A lot of modern chefs and restaurateurs feel like they have to become personalities these days, with TV shows, podcasts, Instagram fans. Do you have to participate in that world to be a successful restaurant group?
I’m not sure if we’ve done it that much. We’re fortunate — we do get a decent amount of things written about us. But generally I think the articles we see about us are about what we do — about the culture we’re creating, or about the creativity, or about the food, which is obviously center stage.
Our chef is very good, he’s around a bit, he talks about the food. But we’re not really into personality that much.
We’d like to think we really care a lot about what we do, and I don’t think it’s necessary to create a profile of who you are in order to communicate what you do.
I think we’ll continue in that vein. The book here is a lovely example of — this is the journey, this is what we care about, this is what we want to communicate. In terms of the PR strategy, it will always be based around this stuff.
How do you evolve the menu and the items? Does that reflect changing consumer habits, or is it purely “editorially” driven by your soul?
I think you need both. It has to be driven by your soul first.
Our chef Naved [Nasir] is a fantastic guy who really understands how to take the food of Bombay and bring it to you in a very simple and immediate way. For us, food is obviously, maybe the most important thing that we do.
Some of these food items we have on our menu have stood the test of time over decades and centuries. For a reason — because people love them.

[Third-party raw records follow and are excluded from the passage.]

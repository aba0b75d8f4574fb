use std::fs::{self, OpenOptions};
use std::io::{self, Write};
use std::path::{Path, PathBuf};
use std::time::{SystemTime, UNIX_EPOCH};

use sha2::{Digest, Sha256};

/// Name of the append-only fault log inside the record directory.
pub const LOG_FILE: &str = "errors.log";

/// Persists inputs that made a target fault.
///
/// Inputs are content-addressed (`<sha256>.bin`), so a fault that repeats
/// leaves one file and one extra log line.
#[derive(Debug, Clone)]
pub struct InputRecorder {
    dir: PathBuf,
}

impl InputRecorder {
    /// Open (and create if needed) the record directory.
    pub fn new(dir: impl Into<PathBuf>) -> io::Result<Self> {
        let dir = dir.into();
        fs::create_dir_all(&dir)?;
        Ok(Self { dir })
    }

    pub fn dir(&self) -> &Path {
        &self.dir
    }

    /// Path an input would be stored at.
    pub fn path_for(&self, data: &[u8]) -> PathBuf {
        self.dir.join(format!("{}.bin", digest_hex(data)))
    }

    /// Save `data` and append a log line carrying `message`.
    pub fn record(&self, data: &[u8], message: &str) -> io::Result<PathBuf> {
        let digest = digest_hex(data);
        let path = self.dir.join(format!("{digest}.bin"));
        // Rewritten every time so a truncated earlier write is repaired.
        fs::write(&path, data)?;

        let secs = SystemTime::now()
            .duration_since(UNIX_EPOCH)
            .map(|d| d.as_secs())
            .unwrap_or(0);
        let message: String = message
            .chars()
            .map(|c| if c.is_control() { ' ' } else { c })
            .collect();

        let mut log = OpenOptions::new()
            .create(true)
            .append(true)
            .open(self.dir.join(LOG_FILE))?;
        writeln!(log, "{secs}\t{digest}\t{message}")?;

        Ok(path)
    }
}

fn digest_hex(data: &[u8]) -> String {
    hex::encode(Sha256::digest(data))
}

#[cfg(test)]
mod tests {
    use super::*;

    #[test]
    fn records_input_and_log_line() {
        let tmp = tempfile::tempdir().unwrap();
        let recorder = InputRecorder::new(tmp.path().join("faults")).unwrap();

        let path = recorder.record(b"\x01\x02\x03", "bad\nthing").unwrap();
        assert_eq!(fs::read(&path).unwrap(), b"\x01\x02\x03");
        assert_eq!(path, recorder.path_for(b"\x01\x02\x03"));

        let log = fs::read_to_string(recorder.dir().join(LOG_FILE)).unwrap();
        let fields: Vec<&str> = log.trim_end().split('\t').collect();
        assert_eq!(fields.len(), 3);
        assert_eq!(fields[1], digest_hex(b"\x01\x02\x03"));
        assert_eq!(fields[2], "bad thing");
    }

    #[test]
    fn repeated_input_is_stored_once() {
        let tmp = tempfile::tempdir().unwrap();
        let recorder = InputRecorder::new(tmp.path()).unwrap();

        recorder.record(b"same", "first").unwrap();
        recorder.record(b"same", "second").unwrap();
        recorder.record(b"other", "third").unwrap();

        let bins = fs::read_dir(tmp.path())
            .unwrap()
            .filter_map(|e| e.ok())
            .filter(|e| e.path().extension().is_some_and(|ext| ext == "bin"))
            .count();
        assert_eq!(bins, 2);

        let log = fs::read_to_string(tmp.path().join(LOG_FILE)).unwrap();
        assert_eq!(log.lines().count(), 3);
    }

    #[test]
    fn truncated_input_file_is_rewritten() {
        let tmp = tempfile::tempdir().unwrap();
        let recorder = InputRecorder::new(tmp.path()).unwrap();

        let path = recorder.path_for(b"full input");
        fs::write(&path, b"full").unwrap();

        assert_eq!(recorder.record(b"full input", "again").unwrap(), path);
        assert_eq!(fs::read(&path).unwrap(), b"full input");
    }

    #[test]
    fn digest_is_sha256_hex() {
        assert_eq!(
            digest_hex(b""),
            "e3b0c44298fc1c149afbf4c8996fb92427ae41e4649b934ca495991b7852b855"
        );
    }
}
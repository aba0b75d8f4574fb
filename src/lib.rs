pub mod decode;
pub mod error;
pub mod harness;
pub mod profile;

// Re-export key types at crate root for convenience.
pub use decode::dtype::{DType, DTypeTable};
pub use decode::tensor::{Element, ShapeSpec, TensorBuffer, TensorData};
pub use decode::ByteCursor;
pub use error::{ConfigError, Error, Result, ShapeError, TargetError};
pub use harness::record::InputRecorder;
pub use harness::{Harness, HarnessConfig, Verdict};
pub use profile::{FillMode, Profile};
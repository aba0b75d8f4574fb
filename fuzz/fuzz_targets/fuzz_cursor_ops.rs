#![no_main]

use libfuzzer_sys::fuzz_target;

use tensor_fuzz_kit::{ByteCursor, FillMode, Profile};

fuzz_target!(|data: &[u8]| {
    // The input drives both the op sequence and the values: every op byte is
    // read from the same cursor that the op then decodes from.
    let profile = match data.first().copied().unwrap_or(0) % 3 {
        0 => Profile::tensorflow(),
        1 => Profile::torch(),
        _ => Profile::builder()
            .fill_mode(FillMode::Random { seed: data.len() as u64 })
            .build()
            .unwrap(),
    };

    let mut cursor = ByteCursor::new(data, &profile);
    let mut last = cursor.offset();
    while !cursor.is_exhausted() {
        match cursor.next_byte() % 10 {
            0 => {
                let rank = cursor.next_rank();
                let _ = cursor.read_shape(rank);
            }
            1 => {
                let _ = cursor.read_tensor();
            }
            2 => {
                let _ = cursor.read_i64();
            }
            3 => {
                let _ = cursor.read_f64();
            }
            4 => {
                let v = cursor.read_in_range(-16..=16);
                assert!((-16..=16).contains(&v));
            }
            5 => {
                let v = cursor.read_unit_interval();
                assert!((0.0..1.0).contains(&v));
            }
            6 => {
                if let Some(axis) = cursor.read_dim_index(3) {
                    assert!(axis < 3);
                }
            }
            7 => {
                let _ = cursor.read_choice(&["linear", "lower", "higher"]);
            }
            8 => {
                let _ = cursor.read_bool();
            }
            _ => {
                let _ = cursor.next_dtype();
            }
        }
        assert!(cursor.offset() >= last);
        assert!(cursor.offset() <= data.len());
        last = cursor.offset();
    }
});
use crate::error::ConfigError;

/// Tensor element types a harness can ask for.
#[derive(Debug, Clone, Copy, PartialEq, Eq, Hash)]
pub enum DType {
    F32,
    F64,
    F16,
    BF16,
    I8,
    I16,
    I32,
    I64,
    U8,
    U16,
    U32,
    U64,
    Bool,
    Complex64,
    Complex128,
    QInt8,
    QUInt8,
    QInt16,
    QUInt16,
    QInt32,
    String,
}

impl DType {
    /// Size in bytes of one element, or `None` for the variable-width
    /// string type.
    pub const fn element_size(self) -> Option<usize> {
        match self {
            DType::U8 | DType::I8 | DType::Bool | DType::QInt8 | DType::QUInt8 => Some(1),
            DType::F16 | DType::BF16 | DType::I16 | DType::U16 | DType::QInt16 | DType::QUInt16 => {
                Some(2)
            }
            DType::F32 | DType::I32 | DType::U32 | DType::QInt32 => Some(4),
            DType::F64 | DType::I64 | DType::U64 | DType::Complex64 => Some(8),
            DType::Complex128 => Some(16),
            DType::String => None,
        }
    }

    pub const fn is_floating_point(self) -> bool {
        matches!(self, DType::F32 | DType::F64 | DType::F16 | DType::BF16)
    }

    pub const fn is_complex(self) -> bool {
        matches!(self, DType::Complex64 | DType::Complex128)
    }

    pub const fn is_quantized(self) -> bool {
        matches!(
            self,
            DType::QInt8 | DType::QUInt8 | DType::QInt16 | DType::QUInt16 | DType::QInt32
        )
    }

    pub const fn is_string(self) -> bool {
        matches!(self, DType::String)
    }
}

/// Ordered selector table mapping a raw byte to a [`DType`].
///
/// The harness families disagree on ordering and size, so the table is a
/// per-caller setting. A byte selects `entries[byte % modulus]`; slots past
/// the end of `entries` fall back to [`DType::F32`].
#[derive(Debug, Clone, PartialEq, Eq)]
pub struct DTypeTable {
    entries: Vec<DType>,
    modulus: usize,
}

impl DTypeTable {
    /// The fallback for unmapped selector slots.
    pub const FALLBACK: DType = DType::F32;

    /// A table whose modulus equals its length.
    pub fn new(entries: Vec<DType>) -> Result<Self, ConfigError> {
        let modulus = entries.len();
        Self::with_modulus(entries, modulus)
    }

    /// A table with extra unmapped slots that resolve to [`Self::FALLBACK`].
    pub fn with_modulus(entries: Vec<DType>, modulus: usize) -> Result<Self, ConfigError> {
        if entries.is_empty() {
            return Err(ConfigError::EmptyDTypeTable);
        }
        if modulus < entries.len() {
            return Err(ConfigError::DTypeModulusTooSmall {
                modulus,
                entries: entries.len(),
            });
        }
        Ok(Self { entries, modulus })
    }

    /// Full TensorFlow raw-op table, strings and quantized types included.
    pub fn tensorflow() -> Self {
        use DType::*;
        Self {
            entries: vec![
                F32, F64, I32, U8, I16, I8, String, Complex64, I64, Bool, QInt8, QUInt8, QInt32,
                BF16, QInt16, QUInt16, U16, Complex128, F16, U32, U64,
            ],
            modulus: 21,
        }
    }

    /// TensorFlow table for numeric-only ops: no strings or bools, and one
    /// unmapped slot.
    pub fn tensorflow_numeric() -> Self {
        use DType::*;
        Self {
            entries: vec![
                F32, F64, I32, U8, I16, I8, Complex64, I64, QInt8, QUInt8, QInt32, BF16, QInt16,
                QUInt16, U16, Complex128, F16, U32, U64,
            ],
            modulus: 20,
        }
    }

    /// PyTorch scalar types supported by the tensor factory.
    pub fn torch() -> Self {
        use DType::*;
        Self {
            entries: vec![F32, F64, F16, BF16, Complex64, Complex128, I8, U8, I16, I32, I64, Bool],
            modulus: 12,
        }
    }

    pub fn select(&self, selector: u8) -> DType {
        let index = selector as usize % self.modulus;
        self.entries.get(index).copied().unwrap_or(Self::FALLBACK)
    }

    pub fn entries(&self) -> &[DType] {
        &self.entries
    }

    pub fn modulus(&self) -> usize {
        self.modulus
    }

    pub fn contains(&self, dtype: DType) -> bool {
        self.entries.contains(&dtype)
    }
}

impl Default for DTypeTable {
    fn default() -> Self {
        Self::tensorflow()
    }
}
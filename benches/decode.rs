use criterion::{black_box, criterion_group, criterion_main, Criterion, Throughput};

use tensor_fuzz_kit::{ByteCursor, DType, FillMode, Profile, ShapeSpec};

fn pseudo_input(len: usize) -> Vec<u8> {
    (0..len).map(|i| (i.wrapping_mul(31) ^ (i >> 3)) as u8).collect()
}

fn bench_read_tensor(c: &mut Criterion) {
    let input = pseudo_input(4096);

    let mut group = c.benchmark_group("read_tensor");
    group.throughput(Throughput::Bytes(input.len() as u64));

    for (name, profile) in [
        ("tensorflow", Profile::tensorflow()),
        ("torch", Profile::torch()),
        (
            "random",
            Profile::builder()
                .fill_mode(FillMode::Random { seed: 7 })
                .build()
                .unwrap(),
        ),
    ] {
        group.bench_function(name, |b| {
            b.iter(|| {
                let mut cursor = ByteCursor::new(black_box(&input), &profile);
                while !cursor.is_exhausted() {
                    black_box(cursor.read_tensor());
                }
            })
        });
    }

    group.finish();
}

fn bench_fill(c: &mut Criterion) {
    // [10, 10, 10, 10] f32 tensor, the largest TensorFlow-profile shape.
    let shape = ShapeSpec::new(vec![10, 10, 10, 10]).unwrap();
    let input = pseudo_input(shape.num_elements() * 4);

    let mut group = c.benchmark_group("fill");
    group.throughput(Throughput::Bytes(input.len() as u64));

    let elementwise = Profile::tensorflow();
    group.bench_function("elementwise_f32_10k", |b| {
        b.iter(|| {
            let mut cursor = ByteCursor::new(&input, &elementwise);
            black_box(cursor.read_buffer(shape.clone(), DType::F32));
        })
    });

    let contiguous = Profile::torch();
    group.bench_function("contiguous_f32_10k", |b| {
        b.iter(|| {
            let mut cursor = ByteCursor::new(&input, &contiguous);
            black_box(cursor.read_buffer(shape.clone(), DType::F32));
        })
    });

    group.bench_function("strings_10k", |b| {
        b.iter(|| {
            let mut cursor = ByteCursor::new(&input, &elementwise);
            black_box(cursor.read_buffer(shape.clone(), DType::String));
        })
    });

    group.finish();
}

criterion_group!(benches, bench_read_tensor, bench_fill);
criterion_main!(benches);
//! Glue between a fuzzing engine and one target call.
//!
//! [`Harness::run`] applies the minimum-size gate, hands the target a
//! [`ByteCursor`], and folds the target's result into a [`Verdict`].

pub mod record;

use std::path::PathBuf;
use std::sync::atomic::{AtomicU64, Ordering};

use crate::decode::ByteCursor;
use crate::error::{Error, TargetError};
use crate::profile::Profile;

use self::record::InputRecorder;

/// Inputs shorter than this never reach the target by default.
pub const DEFAULT_MIN_INPUT_LEN: usize = 2;

/// Default number of iterations between progress log lines.
pub const DEFAULT_PROGRESS_INTERVAL: u64 = 10_000;

/// What the fuzzing engine should do with an input.
#[derive(Debug, Clone, Copy, PartialEq, Eq)]
pub enum Verdict {
    /// Keep fuzzing; the input may join the corpus.
    Continue,
    /// Drop the input from the corpus.
    Discard,
}

impl Verdict {
    /// libFuzzer return code: `0` or `-1`.
    pub const fn code(self) -> i32 {
        match self {
            Verdict::Continue => 0,
            Verdict::Discard => -1,
        }
    }

    pub const fn is_discard(self) -> bool {
        matches!(self, Verdict::Discard)
    }
}

impl From<Verdict> for i32 {
    fn from(verdict: Verdict) -> Self {
        verdict.code()
    }
}

/// Configuration for a [`Harness`].
#[non_exhaustive]
#[derive(Debug, Clone)]
pub struct HarnessConfig {
    /// Inputs shorter than this return [`Verdict::Continue`] untouched (default: 2).
    pub min_input_len: usize,

    /// Decoding bounds handed to every cursor (default: TensorFlow).
    pub profile: Profile,

    /// Log progress every this many runs; `0` disables (default: 10 000).
    pub progress_interval: u64,

    /// Directory for inputs that made the target fault (default: none).
    pub record_dir: Option<PathBuf>,
}

impl Default for HarnessConfig {
    fn default() -> Self {
        Self {
            min_input_len: DEFAULT_MIN_INPUT_LEN,
            profile: Profile::tensorflow(),
            progress_interval: DEFAULT_PROGRESS_INTERVAL,
            record_dir: None,
        }
    }
}

impl HarnessConfig {
    pub fn builder() -> HarnessConfigBuilder {
        HarnessConfigBuilder::default()
    }
}

/// Builder for [`HarnessConfig`].
#[derive(Debug, Clone, Default)]
pub struct HarnessConfigBuilder {
    config: HarnessConfig,
}

impl HarnessConfigBuilder {
    pub fn min_input_len(mut self, len: usize) -> Self {
        self.config.min_input_len = len;
        self
    }

    pub fn profile(mut self, profile: Profile) -> Self {
        self.config.profile = profile;
        self
    }

    pub fn progress_interval(mut self, interval: u64) -> Self {
        self.config.progress_interval = interval;
        self
    }

    pub fn record_dir(mut self, dir: impl Into<PathBuf>) -> Self {
        self.config.record_dir = Some(dir.into());
        self
    }

    pub fn build(self) -> HarnessConfig {
        self.config
    }
}

/// Runs one target per fuzz input.
///
/// Meant to live in a `static` next to the fuzz target, so the iteration
/// counter is atomic.
#[derive(Debug)]
pub struct Harness {
    config: HarnessConfig,
    recorder: Option<InputRecorder>,
    iterations: AtomicU64,
}

impl Harness {
    /// Create a harness, opening the record directory if one is configured.
    pub fn new(config: HarnessConfig) -> Result<Self, Error> {
        let recorder = config
            .record_dir
            .as_ref()
            .map(InputRecorder::new)
            .transpose()?;
        Ok(Self {
            config,
            recorder,
            iterations: AtomicU64::new(0),
        })
    }

    /// A harness with default settings and the given profile.
    pub fn with_profile(profile: Profile) -> Self {
        Self {
            config: HarnessConfig {
                profile,
                ..Default::default()
            },
            recorder: None,
            iterations: AtomicU64::new(0),
        }
    }

    pub fn config(&self) -> &HarnessConfig {
        &self.config
    }

    pub fn recorder(&self) -> Option<&InputRecorder> {
        self.recorder.as_ref()
    }

    /// Inputs seen so far, gated ones included.
    pub fn iterations(&self) -> u64 {
        self.iterations.load(Ordering::Relaxed)
    }

    /// Decode-and-invoke for one input.
    ///
    /// Panics inside `target` are not caught.
    pub fn run<F>(&self, data: &[u8], target: F) -> Verdict
    where
        F: FnOnce(&mut ByteCursor<'_>) -> Result<(), TargetError>,
    {
        let iteration = self.iterations.fetch_add(1, Ordering::Relaxed) + 1;
        let interval = self.config.progress_interval;
        if interval != 0 && iteration % interval == 0 {
            tracing::info!(iterations = iteration, "fuzzing progress");
        }

        if data.len() < self.config.min_input_len {
            return Verdict::Continue;
        }

        let mut cursor = ByteCursor::new(data, &self.config.profile);
        match target(&mut cursor) {
            Ok(()) => Verdict::Continue,
            Err(TargetError::Rejected(reason)) => {
                tracing::debug!(iteration, %reason, "target rejected input");
                Verdict::Continue
            }
            Err(TargetError::Fault(message)) => {
                tracing::warn!(
                    iteration,
                    len = data.len(),
                    consumed = cursor.offset(),
                    error = %message,
                    "target fault, discarding input"
                );
                self.record(data, &message);
                Verdict::Discard
            }
        }
    }

    fn record(&self, data: &[u8], message: &str) {
        let Some(recorder) = &self.recorder else {
            return;
        };
        match recorder.record(data, message) {
            Ok(path) => tracing::debug!(path = %path.display(), "recorded faulting input"),
            Err(e) => tracing::warn!(error = %e, "failed to record faulting input"),
        }
    }
}

impl Default for Harness {
    fn default() -> Self {
        Self::with_profile(Profile::tensorflow())
    }
}

#[cfg(test)]
mod tests {
    use super::*;

    #[test]
    fn verdict_codes() {
        assert_eq!(Verdict::Continue.code(), 0);
        assert_eq!(Verdict::Discard.code(), -1);
        assert_eq!(i32::from(Verdict::Discard), -1);
        assert!(Verdict::Discard.is_discard());
        assert!(!Verdict::Continue.is_discard());
    }

    #[test]
    fn short_input_skips_target() {
        let harness = Harness::default();
        let mut called = false;
        let verdict = harness.run(&[1], |_| {
            called = true;
            Ok(())
        });
        assert_eq!(verdict, Verdict::Continue);
        assert!(!called);
        assert_eq!(harness.iterations(), 1);
    }

    #[test]
    fn rejection_continues_and_fault_discards() {
        let harness = Harness::default();
        let verdict = harness.run(&[0, 0, 0], |_| Err(TargetError::rejected("shape mismatch")));
        assert_eq!(verdict, Verdict::Continue);

        let verdict = harness.run(&[0, 0, 0], |_| Err(TargetError::fault("boom")));
        assert_eq!(verdict, Verdict::Discard);
        assert_eq!(harness.iterations(), 2);
    }

    #[test]
    fn target_sees_configured_profile() {
        let harness = Harness::with_profile(Profile::torch());
        let verdict = harness.run(&[11, 0], |cursor| {
            assert_eq!(cursor.next_dtype(), crate::DType::Bool);
            Ok(())
        });
        assert_eq!(verdict, Verdict::Continue);
    }

    #[test]
    fn builder_sets_fields() {
        let config = HarnessConfig::builder()
            .min_input_len(16)
            .progress_interval(0)
            .profile(Profile::torch())
            .record_dir("/tmp/faults")
            .build();
        assert_eq!(config.min_input_len, 16);
        assert_eq!(config.progress_interval, 0);
        assert_eq!(config.profile, Profile::torch());
        assert_eq!(config.record_dir, Some(PathBuf::from("/tmp/faults")));
    }
}
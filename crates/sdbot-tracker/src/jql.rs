//! JQL builders for the fixed relay intents.

pub fn all_open_tasks_jql(project_key: &str) -> String {
    format!("project = {} AND status = Open", project_key.trim())
}

/// The seven-day window is evaluated by Jira itself (`startOfDay` is a server-side JQL function).
pub fn recent_open_tasks_jql(project_key: &str) -> String {
    format!(
        "{} AND created >= startOfDay(-7d)",
        all_open_tasks_jql(project_key)
    )
}
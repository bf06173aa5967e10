use async_trait::async_trait;
use thiserror::Error;

#[derive(Debug, Clone, PartialEq, Eq)]
/// One inbound chat message as seen by the relay.
pub struct InboundMessage {
    pub chat_id: i64,
    pub text: Option<String>,
}

impl InboundMessage {
    pub fn text(chat_id: i64, text: impl Into<String>) -> Self {
        Self {
            chat_id,
            text: Some(text.into()),
        }
    }

    pub fn without_text(chat_id: i64) -> Self {
        Self {
            chat_id,
            text: None,
        }
    }
}

#[derive(Debug, Clone, Error)]
#[error("failed to deliver message to chat {chat_id}: {reason}")]
pub struct ChatSendError {
    pub chat_id: i64,
    pub reason: String,
}

#[derive(Debug, Error)]
/// Enumerates failures that end processing of the current command.
pub enum RelayError {
    #[error("command {command} stopped after {replies_sent} replies: {source}")]
    Send {
        command: &'static str,
        replies_sent: usize,
        #[source]
        source: ChatSendError,
    },
}

#[async_trait]
/// Outbound half of a chat transport.
pub trait ChatSender: Send + Sync {
    async fn send_text(&self, chat_id: i64, text: &str) -> Result<(), ChatSendError>;
}
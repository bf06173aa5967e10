mod bootstrap_helpers;
mod cli_args;
mod startup_config;
mod startup_dispatch;

use anyhow::Result;
use clap::Parser;

use crate::bootstrap_helpers::init_tracing;
use crate::cli_args::Cli;
use crate::startup_config::StartupConfig;
use crate::startup_dispatch::run_startup;

#[tokio::main]
async fn main() -> Result<()> {
    // A missing .env is fine; the environment and flags still apply.
    let _ = dotenv::dotenv();
    init_tracing();
    let cli = Cli::parse();
    let config = StartupConfig::from_cli(&cli)?;
    run_startup(config).await
}
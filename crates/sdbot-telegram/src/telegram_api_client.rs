//! Telegram Bot API client helpers used by update polling and reply delivery.

use std::time::Duration;

use async_trait::async_trait;
use reqwest::header::{HeaderMap, HeaderValue, ACCEPT, USER_AGENT};
use sdbot_relay::{ChatSendError, ChatSender};
use serde::de::DeserializeOwned;
use serde_json::{json, Value};
use tracing::debug;

use crate::types::{TelegramConfig, TelegramEnvelope, TelegramError, TelegramUpdate, TelegramUser};

pub const TELEGRAM_MAX_MESSAGE_CHARS: usize = 4096;
const POLL_REQUEST_GRACE_SECS: u64 = 10;
const ERROR_BODY_MAX_CHARS: usize = 320;

/// Telegram measures message length in UTF-16 code units, so the cap is applied
/// in those units; the result never splits a character.
pub fn truncate_for_telegram(value: &str, max_units: usize) -> String {
    if value.encode_utf16().count() <= max_units {
        return value.to_string();
    }
    let budget = max_units.saturating_sub(3);
    let mut used = 0_usize;
    let mut truncated = String::new();
    for ch in value.chars() {
        let width = ch.len_utf16();
        if used.saturating_add(width) > budget {
            break;
        }
        used += width;
        truncated.push(ch);
    }
    truncated.push_str("...");
    truncated
}

#[derive(Debug, Clone)]
pub struct TelegramApiClient {
    http: reqwest::Client,
    api_base: String,
    bot_token: String,
    poll_timeout_secs: u64,
}

impl TelegramApiClient {
    pub fn new(config: TelegramConfig) -> Result<Self, TelegramError> {
        let bot_token = config.bot_token.trim().to_string();
        if bot_token.is_empty() {
            return Err(TelegramError::MissingToken);
        }

        let mut headers = HeaderMap::new();
        headers.insert(USER_AGENT, HeaderValue::from_static("sdbot-telegram"));
        headers.insert(ACCEPT, HeaderValue::from_static("application/json"));
        let mut builder = reqwest::Client::builder().default_headers(headers);
        if config.request_timeout_ms > 0 {
            builder = builder.timeout(Duration::from_millis(config.request_timeout_ms));
        }
        let http = builder.build().map_err(|source| TelegramError::Http {
            method: "client",
            source,
        })?;

        Ok(Self {
            http,
            api_base: config.api_base.trim().trim_end_matches('/').to_string(),
            bot_token,
            poll_timeout_secs: config.poll_timeout_secs,
        })
    }

    fn method_url(&self, method: &str) -> String {
        format!("{}/bot{}/{}", self.api_base, self.bot_token, method)
    }

    /// Returns the bot account; fails when the token is rejected.
    pub async fn get_me(&self) -> Result<TelegramUser, TelegramError> {
        let request = self.http.get(self.method_url("getMe"));
        self.call("getMe", request).await
    }

    pub async fn get_updates(&self, offset: u64) -> Result<Vec<TelegramUpdate>, TelegramError> {
        let request = self
            .http
            .get(self.method_url("getUpdates"))
            .query(&[
                ("offset", offset.to_string()),
                ("timeout", self.poll_timeout_secs.to_string()),
            ])
            .timeout(Duration::from_secs(
                self.poll_timeout_secs.saturating_add(POLL_REQUEST_GRACE_SECS),
            ));
        self.call("getUpdates", request).await
    }

    pub async fn send_message(&self, chat_id: i64, text: &str) -> Result<(), TelegramError> {
        let payload = json!({
            "chat_id": chat_id,
            "text": truncate_for_telegram(text, TELEGRAM_MAX_MESSAGE_CHARS),
        });
        let request = self.http.post(self.method_url("sendMessage")).json(&payload);
        let _message: Value = self.call("sendMessage", request).await?;
        debug!(chat_id, "telegram message sent");
        Ok(())
    }

    async fn call<T>(
        &self,
        method: &'static str,
        request: reqwest::RequestBuilder,
    ) -> Result<T, TelegramError>
    where
        T: DeserializeOwned,
    {
        // Request URLs embed the bot token, so they are stripped from transport errors.
        let response = request
            .send()
            .await
            .map_err(|source| TelegramError::Http {
                method,
                source: source.without_url(),
            })?;
        let status = response.status();
        let raw = response.text().await.map_err(|source| TelegramError::Http {
            method,
            source: source.without_url(),
        })?;
        let envelope = serde_json::from_str::<TelegramEnvelope<T>>(&raw);

        if !status.is_success() {
            let description = envelope
                .ok()
                .and_then(|envelope| envelope.description)
                .unwrap_or_else(|| truncate_for_telegram(raw.trim(), ERROR_BODY_MAX_CHARS));
            return Err(TelegramError::HttpStatus {
                method,
                status: status.as_u16(),
                description,
            });
        }

        let envelope = envelope.map_err(|source| TelegramError::Decode { method, source })?;
        if !envelope.ok {
            return Err(TelegramError::Api {
                method,
                description: envelope
                    .description
                    .unwrap_or_else(|| "unknown error".to_string()),
            });
        }
        envelope
            .result
            .ok_or(TelegramError::MissingResult { method })
    }
}

#[async_trait]
impl ChatSender for TelegramApiClient {
    async fn send_text(&self, chat_id: i64, text: &str) -> Result<(), ChatSendError> {
        self.send_message(chat_id, text)
            .await
            .map_err(|error| ChatSendError {
                chat_id,
                reason: error.to_string(),
            })
    }
}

And we do a lot of research in Bombay, to find the best versions of that food around the place. And we work hard to make sure ours is the very best of that type. So if we take a pau bhaji or take a keema pau, these are very simple dishes, but we’ll work super hard to make sure these simple dishes are just brilliant, you know, the best you can eat anywhere.
In terms of the evolution, things move on.
A few years ago, there was a great vogue for very hard drinks and cocktails, and there was a vogue for barbecue food, people were eating a lot of meat. Naturally, as a team, we get into that sort of stuff and we sort of work with that idea, and then we find the things in Bombay that work with that.
Right now: Lighter food, and there’s a consideration around drinking less. We’re working with that as well.
We do have a lot more vegan food. And a lot lighter drinks. And we’ve got a fantastic range of non-alcoholic drinks. So there has been some changes.
All this stuff is stuff that we’re conscious of — this is stuff that our customers are moving toward. And we consider that. But it has to be with soul. Everything has to be with soul.